use chrono::Local;
use clap::Parser;
use expense_tracker::args::{Args, Command};
use expense_tracker::{commands, Config, Result};
use std::process::ExitCode;
use tracing::{debug, error, trace};
use tracing_subscriber::filter::LevelFilter;
use tracing_subscriber::EnvFilter;

#[tokio::main]
async fn main() -> ExitCode {
    let args = Args::parse();
    let log_level = args.common().log_level();
    init_logger(log_level);
    debug!("Log level set to {}", log_level.to_string().to_lowercase());

    match main_inner(args).await {
        Ok(_) => ExitCode::SUCCESS,
        Err(e) => {
            error!("Exiting with error: {e:#}");
            ExitCode::FAILURE
        }
    }
}

pub async fn main_inner(args: Args) -> Result<()> {
    trace!("{args:?}");
    let home = args.common().expense_home().path();
    let json = args.common().json();
    let today = Local::now().date_naive();

    // Route to appropriate command handler
    let _: () = match args.command() {
        Command::Init(init_args) => commands::init(home, init_args.storage_key())
            .await?
            .print(json),

        Command::Add(add_args) => {
            let config = Config::load(home).await?;
            commands::add(config, add_args.clone(), today)
                .await?
                .print(json)
        }

        Command::Edit(edit_args) => {
            let config = Config::load(home).await?;
            commands::edit(config, edit_args.clone(), today)
                .await?
                .print(json)
        }

        Command::Delete(delete_args) => {
            let config = Config::load(home).await?;
            commands::delete(config, delete_args.clone(), today)
                .await?
                .print(json)
        }

        Command::List(list_args) => {
            let config = Config::load(home).await?;
            commands::list(config, list_args.clone(), today)
                .await?
                .print(json)
        }

        Command::Summary(summary_args) => {
            let config = Config::load(home).await?;
            commands::summary(config, summary_args.clone(), today)
                .await?
                .print(json)
        }
    };
    Ok(())
}

/// Initializes the tracing subscriber.
pub fn init_logger(level: LevelFilter) {
    let filter = match std::env::var("RUST_LOG").ok() {
        Some(_) => {
            // RUST_LOG exists; use it.
            EnvFilter::from_default_env()
        }
        None => {
            // RUST_LOG does not exist; use default log level for the library and binary only.
            EnvFilter::new(format!(
                "{}={},{}={}",
                env!("CARGO_PKG_NAME").replace('-', "_"),
                level,
                env!("CARGO_BIN_NAME"),
                level
            ))
        }
    };

    tracing_subscriber::fmt()
        .with_env_filter(filter)
        .with_writer(std::io::stderr)
        .init();
}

#### WHAT THIS TASK INVOLVES
All lines above in which the word "match" occurs should be identified and copied.

#### TASK ANSWER
    match main_inner(args).await {
    let _: () = match args.command() {
    let filter = match std::env::var("RUST_LOG").ok() {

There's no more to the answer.